((
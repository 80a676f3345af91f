// SPDX-License-Identifier: AGPL-3.0-or-later
//
// Copyright (C) 2026 Relational Network

//! User endpoints.

use axum::{extract::State, Json};
use serde::Serialize;
use utoipa::ToSchema;

use crate::auth::Auth;
use crate::models::User;
use crate::state::AppState;

/// Response for GET /v1/users/me
#[derive(Debug, Serialize, ToSchema)]
pub struct UserMeResponse {
    /// Subject id from the verified token
    pub user_id: i64,
    /// Stored profile, absent if the subject has no local account
    #[serde(skip_serializing_if = "Option::is_none")]
    pub profile: Option<User>,
}

/// Get the current authenticated user's information.
#[utoipa::path(
    get,
    path = "/v1/users/me",
    tag = "Users",
    security(("bearer" = [])),
    responses(
        (status = 200, description = "User information", body = UserMeResponse),
        (status = 403, description = "Missing or invalid bearer token"),
    )
)]
pub async fn get_current_user(
    Auth(user): Auth,
    State(state): State<AppState>,
) -> Json<UserMeResponse> {
    let profile = state.store.read().await.user(user.user_id());
    Json(UserMeResponse {
        user_id: user.user_id(),
        profile,
    })
}
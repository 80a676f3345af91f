// SPDX-License-Identifier: AGPL-3.0-or-later
//
// Copyright (C) 2026 Relational Network

//! # Authentication Module
//!
//! Stateless bearer-token authentication for the recipe API.
//!
//! ## Auth Flow
//!
//! 1. Client signs in with Google or Facebook and exchanges the provider
//!    token at `POST /v1/auth/{provider}` for a server-issued JWT
//! 2. Client sends `Authorization: Bearer <JWT>`
//! 3. For routes tagged with the configured route tag, the auth filter:
//!    - Verifies the HS256 signature, issuer and expiry
//!    - Attaches a [`VerifiedJwt`] to the request extensions
//!    - Otherwise answers 403 with `ERR_AUTHORIZATION_HEADER` or
//!      `ERR_INVALID_SIGNATURE_OR_CLAIM`
//!
//! ## Security
//!
//! - Verification failures are not distinguished on the wire
//! - No server-side session state; tokens are never stored

pub mod claims;
pub mod error;
pub mod extractor;
pub mod jwt;
pub mod middleware;
pub mod routes;
pub mod social;

pub use claims::{get_verified_jwt, has_verified_jwt, VerifiedJwt};
pub use error::{AuthError, TokenIssueError, VerificationError};
pub use extractor::{Auth, OptionalAuth};
pub use jwt::JwtCenter;
pub use middleware::{auth_middleware, AuthFilter, FilterDecision};
pub use routes::{RouteMetadata, RouteTags};
pub use social::{
    FacebookTokenVerifier, GoogleTokenVerifier, SocialAuthError, SocialProvider,
    SocialTokenVerifier, VerifiedUserInfo, VerifyFuture,
};
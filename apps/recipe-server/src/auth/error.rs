// SPDX-License-Identifier: AGPL-3.0-or-later
//
// Copyright (C) 2026 Relational Network

//! Authentication errors.

use axum::{
    http::StatusCode,
    response::{IntoResponse, Response},
};

/// Token verification failure.
///
/// Bad signature, expiry, wrong issuer and malformed structure all collapse
/// into the single case so callers cannot tell which check failed.
#[derive(Debug, Clone, Copy, PartialEq, Eq, thiserror::Error)]
pub enum VerificationError {
    #[error("token signature or claims are invalid")]
    InvalidSignatureOrClaim,
}

impl VerificationError {
    /// Wire name of the error case.
    pub fn error_code(&self) -> &'static str {
        match self {
            VerificationError::InvalidSignatureOrClaim => "ERR_INVALID_SIGNATURE_OR_CLAIM",
        }
    }
}

/// Token issuance failure.
#[derive(Debug, thiserror::Error)]
pub enum TokenIssueError {
    #[error("failed to sign token: {0}")]
    Signing(#[from] jsonwebtoken::errors::Error),

    #[error("token expiry is out of range")]
    ExpiryOutOfRange,
}

/// Rejection produced by the auth filter on a protected route.
#[derive(Debug, Clone, Copy, PartialEq, Eq, thiserror::Error)]
pub enum AuthError {
    /// Header absent, not valid text, or lacking the bearer marker
    #[error("authorization header is missing or malformed")]
    MissingAuthHeader,
    /// Token present but failed verification
    #[error(transparent)]
    InvalidCredential(#[from] VerificationError),
}

impl AuthError {
    /// Body string sent to the client.
    pub fn error_code(&self) -> &'static str {
        match self {
            AuthError::MissingAuthHeader => "ERR_AUTHORIZATION_HEADER",
            AuthError::InvalidCredential(e) => e.error_code(),
        }
    }

    /// Every authentication failure maps to 403.
    pub fn status_code(&self) -> StatusCode {
        StatusCode::FORBIDDEN
    }
}

impl IntoResponse for AuthError {
    fn into_response(self) -> Response {
        (self.status_code(), self.error_code()).into_response()
    }
}
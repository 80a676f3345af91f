// SPDX-License-Identifier: AGPL-3.0-or-later
//
// Copyright (C) 2026 Relational Network

//! Verified identity and its request-context slot.

use axum::http::Extensions;

/// Identity of a principal whose token passed verification.
///
/// Only [`JwtCenter::verify`](super::JwtCenter::verify) produces this value.
/// It lives in the request extensions for the lifetime of one request.
#[derive(Debug, Clone, Copy, PartialEq, Eq, Hash)]
pub struct VerifiedJwt {
    user_id: i64,
}

impl VerifiedJwt {
    pub(crate) fn new(user_id: i64) -> Self {
        Self { user_id }
    }

    /// Subject id carried by the token.
    pub fn user_id(&self) -> i64 {
        self.user_id
    }
}

/// Read the verified identity attached by the auth filter.
///
/// Returns `Some` if and only if the request went through the authenticated
/// branch of the filter.
pub fn get_verified_jwt(extensions: &Extensions) -> Option<VerifiedJwt> {
    extensions.get::<VerifiedJwt>().copied()
}

/// Whether the auth filter attached a verified identity to this request.
pub fn has_verified_jwt(extensions: &Extensions) -> bool {
    extensions.get::<VerifiedJwt>().is_some()
}
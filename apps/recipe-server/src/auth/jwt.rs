// SPDX-License-Identifier: AGPL-3.0-or-later
//
// Copyright (C) 2026 Relational Network

//! Token creation and verification (HS256).
//!
//! Tokens carry three claims: `iss`, the configured subject-id claim and
//! `exp`. `iat` is written for diagnostics but never checked.

use chrono::{DateTime, Duration, Utc};
use jsonwebtoken::{decode, encode, Algorithm, DecodingKey, EncodingKey, Header, Validation};
use serde_json::{Map, Value};

use super::claims::VerifiedJwt;
use super::error::{TokenIssueError, VerificationError};
use crate::config::JwtSettings;

type Claims = Map<String, Value>;

/// Signs and verifies bearer tokens with a shared secret.
///
/// Holds only configuration loaded at startup, so one instance is shared by
/// every request.
#[derive(Clone)]
pub struct JwtCenter {
    issuer: String,
    user_id_claim: String,
    ttl: Duration,
    encoding_key: EncodingKey,
    decoding_key: DecodingKey,
}

impl JwtCenter {
    pub fn new(settings: &JwtSettings) -> Self {
        Self {
            issuer: settings.issuer.clone(),
            user_id_claim: settings.user_id_claim.clone(),
            ttl: settings.ttl,
            encoding_key: EncodingKey::from_secret(&settings.secret),
            decoding_key: DecodingKey::from_secret(&settings.secret),
        }
    }

    /// Default time-to-live of created tokens.
    pub fn ttl(&self) -> Duration {
        self.ttl
    }

    /// Create a token for `user_id` that expires after the default TTL.
    pub fn create(&self, user_id: i64) -> Result<String, TokenIssueError> {
        self.create_with_ttl(user_id, self.ttl)
    }

    /// Create a token for `user_id` that expires `ttl` from now.
    ///
    /// A negative `ttl` yields a token that is already expired.
    pub fn create_with_ttl(&self, user_id: i64, ttl: Duration) -> Result<String, TokenIssueError> {
        self.create_at(user_id, Utc::now(), ttl)
    }

    fn create_at(
        &self,
        user_id: i64,
        issued_at: DateTime<Utc>,
        ttl: Duration,
    ) -> Result<String, TokenIssueError> {
        let expires_at = issued_at
            .checked_add_signed(ttl)
            .ok_or(TokenIssueError::ExpiryOutOfRange)?;

        let mut claims = Claims::new();
        claims.insert("iss".to_string(), Value::from(self.issuer.as_str()));
        claims.insert(self.user_id_claim.clone(), Value::from(user_id));
        claims.insert("iat".to_string(), Value::from(issued_at.timestamp()));
        claims.insert("exp".to_string(), Value::from(expires_at.timestamp()));

        let token = encode(&Header::new(Algorithm::HS256), &claims, &self.encoding_key)?;
        Ok(token)
    }

    /// Verify `token` against the current time.
    pub fn verify(&self, token: &str) -> Result<VerifiedJwt, VerificationError> {
        self.verify_at(token, Utc::now())
    }

    /// Verify `token` as of `now`.
    ///
    /// Checks the signature, the issuer, and that `now` is strictly before
    /// `exp`. Any failure is reported as the same error.
    pub fn verify_at(
        &self,
        token: &str,
        now: DateTime<Utc>,
    ) -> Result<VerifiedJwt, VerificationError> {
        let mut validation = Validation::new(Algorithm::HS256);
        validation.set_issuer(&[&self.issuer]);
        validation.set_required_spec_claims(&["exp", "iss"]);
        // Expiry is compared against `now` below.
        validation.validate_exp = false;
        validation.validate_aud = false;

        let claims = decode::<Claims>(token, &self.decoding_key, &validation)
            .map_err(|_| VerificationError::InvalidSignatureOrClaim)?
            .claims;

        let expires_at = claims
            .get("exp")
            .and_then(Value::as_i64)
            .ok_or(VerificationError::InvalidSignatureOrClaim)?;
        if now.timestamp() >= expires_at {
            return Err(VerificationError::InvalidSignatureOrClaim);
        }

        let user_id = claims
            .get(&self.user_id_claim)
            .and_then(Value::as_i64)
            .ok_or(VerificationError::InvalidSignatureOrClaim)?;

        Ok(VerifiedJwt::new(user_id))
    }
}
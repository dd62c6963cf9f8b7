//! Registry error types

use std::io;
use std::time::Duration;

use super::entry::SubscriberId;

/// Error type for registry operations
#[derive(Debug, Clone, PartialEq, Eq, thiserror::Error)]
pub enum RegistryError {
    /// Subscriber has not been sent the stream header yet
    #[error("subscriber {0} has not received the stream header")]
    HeaderNotSent(SubscriberId),
    /// Subscriber id is already registered
    #[error("subscriber {0} is already registered")]
    AlreadyRegistered(SubscriberId),
}

/// Failure writing to a single subscriber
///
/// Only ever affects the subscriber it happened on.
#[derive(Debug, thiserror::Error)]
pub enum DeliveryError {
    /// Socket write failed
    #[error("write failed: {0}")]
    Io(#[from] io::Error),
    /// Socket did not accept the data in time
    #[error("write timed out after {0:?}")]
    TimedOut(Duration),
}
//! Broker orchestration
//!
//! Wires the capture process, the distributor and the subscriber acceptor
//! together under one cancellation token:
//!
//! ```text
//!   capture process ──stdout──► Distributor ──frames──► subscribers
//!         │                         ▲
//!     supervisor            mpsc<Subscriber>
//!                                   │
//!                               Acceptor ◄── TCP connect
//! ```
//!
//! Whichever of them stops first (process exit, stream EOF, decode error,
//! fatal accept error, external interrupt) cancels the token, and the rest
//! follow.

pub mod distributor;

use std::future::Future;
use std::net::SocketAddr;
use std::time::Duration;

use tokio::process::ChildStdout;
use tokio::sync::mpsc;
use tokio::task::JoinHandle;
use tokio::time::Instant;
use tokio_util::sync::CancellationToken;

use crate::capture::{
    CaptureDecoder, CaptureError, CaptureExit, CaptureProcess, StreamHeader, EXIT_GRACE,
    OUTBOUND_SNAPLEN,
};
use crate::config::BrokerConfig;
use crate::error::{Error, Result};
use crate::server::SubscriberAcceptor;
use crate::stats::BrokerStats;

pub use distributor::Distributor;

/// Final outcome of a broker run
#[derive(Debug, Clone)]
pub struct BrokerReport {
    /// How the capture process ended
    pub capture_exit: CaptureExit,
    /// Counters collected by the distributor
    pub stats: BrokerStats,
}

impl BrokerReport {
    /// Process exit code for this outcome: 0, or 2 if the capture failed
    pub fn exit_code(&self) -> u8 {
        if self.capture_exit.is_success() {
            0
        } else {
            2
        }
    }
}

/// PCAP-over-IP broker
pub struct Broker {
    config: BrokerConfig,
}

impl Broker {
    pub fn new(config: BrokerConfig) -> Self {
        Self { config }
    }

    /// Run until the capture ends or `shutdown` completes
    pub async fn run<F>(self, shutdown: F) -> Result<BrokerReport>
    where
        F: Future<Output = ()>,
    {
        let cancel = CancellationToken::new();

        let broker = async {
            let running = self.start(cancel.clone()).await?;
            running.wait().await
        };
        tokio::pin!(broker);
        tokio::pin!(shutdown);

        tokio::select! {
            result = &mut broker => return result,
            _ = &mut shutdown => {
                tracing::info!("Shutdown signal received");
                cancel.cancel();
            }
        }

        broker.await
    }

    /// Start the capture process and begin serving subscribers
    ///
    /// Returns once the capture header has been read and the listener is
    /// bound. Any failure up to that point kills the capture process.
    pub async fn start(self, cancel: CancellationToken) -> Result<RunningBroker> {
        self.config.validate()?;

        let (mut process, stdout) = CaptureProcess::spawn(&self.config.capture_command)?;

        let decoder = match open_capture(&mut process, stdout, &cancel).await {
            Ok(decoder) => decoder,
            Err(e) => {
                cancel.cancel();
                return Err(e);
            }
        };

        let capture_header = *decoder.header();
        let outbound = StreamHeader::outbound(capture_header.link_type, OUTBOUND_SNAPLEN);

        tracing::info!(
            link_type = %capture_header.link_type,
            snaplen = capture_header.snaplen,
            precision = ?capture_header.precision,
            "Capture stream opened"
        );

        let (subscriber_tx, subscriber_rx) = mpsc::channel(self.config.server.subscriber_queue);

        let bound = SubscriberAcceptor::bind(self.config.server.clone(), &outbound, subscriber_tx)
            .await
            .and_then(|acceptor| {
                let addr = acceptor.local_addr()?;
                Ok((acceptor, addr))
            });
        let (acceptor, local_addr) = match bound {
            Ok(bound) => bound,
            Err(e) => {
                cancel.cancel();
                if let Err(kill_error) = process.terminate().await {
                    tracing::warn!(error = %kill_error, "Failed to stop capture process");
                }
                return Err(e);
            }
        };

        tracing::info!(
            listen = %local_addr,
            link_type = %outbound.link_type,
            capture_pid = ?process.pid(),
            "PCAP-over-IP server listening"
        );

        let supervisor = tokio::spawn(process.supervise(cancel.clone()));

        let distributor = Distributor::new(
            decoder,
            outbound,
            self.config.server.write_timeout,
            subscriber_rx,
        );
        let distributor = tokio::spawn(distributor.run(cancel.clone()));

        let acceptor = tokio::spawn(acceptor.run(cancel.clone()));

        Ok(RunningBroker {
            cancel,
            local_addr,
            capture_header,
            outbound,
            shutdown_timeout: self.config.shutdown_timeout,
            supervisor,
            distributor,
            acceptor,
        })
    }
}

/// Read the capture header, or explain why there is none
async fn open_capture(
    process: &mut CaptureProcess,
    stdout: ChildStdout,
    cancel: &CancellationToken,
) -> Result<CaptureDecoder<ChildStdout>> {
    let opened = tokio::select! {
        biased;
        _ = cancel.cancelled() => None,
        opened = CaptureDecoder::open(stdout) => Some(opened),
    };

    let error = match opened {
        Some(Ok(decoder)) => return Ok(decoder),
        Some(Err(e)) => e,
        None => {
            process.terminate().await?;
            return Err(Error::Interrupted);
        }
    };

    let exit = process.stop(EXIT_GRACE).await?;
    match (error, exit) {
        // Nothing at all on stdout: the process never got going
        (CaptureError::TruncatedHeader { got: 0, .. }, CaptureExit::Exited(status)) => {
            tracing::error!(
                program = %process.program(),
                status = %status,
                "Capture process exited early"
            );
            Err(Error::EarlyExit(status))
        }
        (error, _) => {
            tracing::error!(error = %error, "Invalid capture stream header");
            Err(error.into())
        }
    }
}

/// Handle to a started broker
pub struct RunningBroker {
    cancel: CancellationToken,
    local_addr: SocketAddr,
    capture_header: StreamHeader,
    outbound: StreamHeader,
    shutdown_timeout: Duration,
    supervisor: JoinHandle<Result<CaptureExit>>,
    distributor: JoinHandle<std::result::Result<BrokerStats, CaptureError>>,
    acceptor: JoinHandle<Result<()>>,
}

impl RunningBroker {
    /// Address the subscriber listener is bound to
    pub fn local_addr(&self) -> SocketAddr {
        self.local_addr
    }

    /// Header read from the capture process
    pub fn capture_header(&self) -> &StreamHeader {
        &self.capture_header
    }

    /// Header sent to every subscriber
    pub fn stream_header(&self) -> &StreamHeader {
        &self.outbound
    }

    /// Request shutdown; safe to call more than once
    pub fn shutdown(&self) {
        self.cancel.cancel();
    }

    /// Wait for the broker to stop and collect its outcome
    ///
    /// Tasks that have not finished within the shutdown timeout after
    /// cancellation are aborted.
    pub async fn wait(self) -> Result<BrokerReport> {
        self.cancel.cancelled().await;
        tracing::debug!("Broker shutting down");

        let deadline = Instant::now() + self.shutdown_timeout;
        let distributor = join_by(self.distributor, deadline, "distributor").await;
        let acceptor = join_by(self.acceptor, deadline, "acceptor").await;
        let supervisor = join_by(self.supervisor, deadline, "capture supervisor").await;

        tracing::info!("PCAP-over-IP server exiting");

        let stats = distributor?.map_err(Error::from)?;
        acceptor??;
        let capture_exit = supervisor??;

        Ok(BrokerReport {
            capture_exit,
            stats,
        })
    }
}

async fn join_by<T>(mut handle: JoinHandle<T>, deadline: Instant, task: &str) -> Result<T> {
    match tokio::time::timeout_at(deadline, &mut handle).await {
        Ok(Ok(value)) => Ok(value),
        Ok(Err(e)) => {
            tracing::error!(task, error = %e, "Broker task failed");
            Err(Error::Task(format!("{} task failed: {}", task, e)))
        }
        Err(_) => {
            handle.abort();
            tracing::warn!(task, "Broker task did not stop in time, aborted");
            Err(Error::Task(format!("{} task did not stop in time", task)))
        }
    }
}
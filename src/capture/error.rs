//! Capture stream error types

use std::io;

/// Error decoding the capture byte stream
///
/// There is no way to resynchronize on record boundaries, so every variant
/// is terminal for the stream that produced it.
#[derive(Debug, thiserror::Error)]
pub enum CaptureError {
    /// Global header magic is not a known classic pcap magic
    #[error("unrecognized capture magic number {0:#010x}")]
    UnknownMagic(u32),

    /// Global header declares a format version we cannot read
    #[error("unsupported capture format version {major}.{minor}")]
    UnsupportedVersion { major: u16, minor: u16 },

    /// Stream ended before the global header was complete
    #[error("capture stream ended after {got} of {expected} global header bytes")]
    TruncatedHeader { got: usize, expected: usize },

    /// Stream ended inside a record header or payload
    #[error("record {index}: capture stream ended after {got} of {expected} bytes")]
    TruncatedRecord {
        index: u64,
        got: usize,
        expected: usize,
    },

    /// Captured length larger than any valid capture could produce
    #[error("record {index}: captured length {caplen} exceeds limit {limit}")]
    RecordTooLarge { index: u64, caplen: u32, limit: u32 },

    /// Sub-second timestamp field outside its unit's range
    #[error("record {index}: timestamp fraction {fraction} out of range")]
    InvalidTimestamp { index: u64, fraction: u32 },

    /// Record rejected by the pcap parser
    #[error("record {index}: malformed record: {reason}")]
    Malformed { index: u64, reason: String },

    /// Header or record could not be serialized
    #[error("failed to encode capture data: {0}")]
    Encode(String),

    /// Reading the pipe failed
    #[error("failed to read capture stream: {0}")]
    Io(#[from] io::Error),
}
))
Only the number is wanted: how many lines in the listing hold "description"?

RESPONSE AREA: 2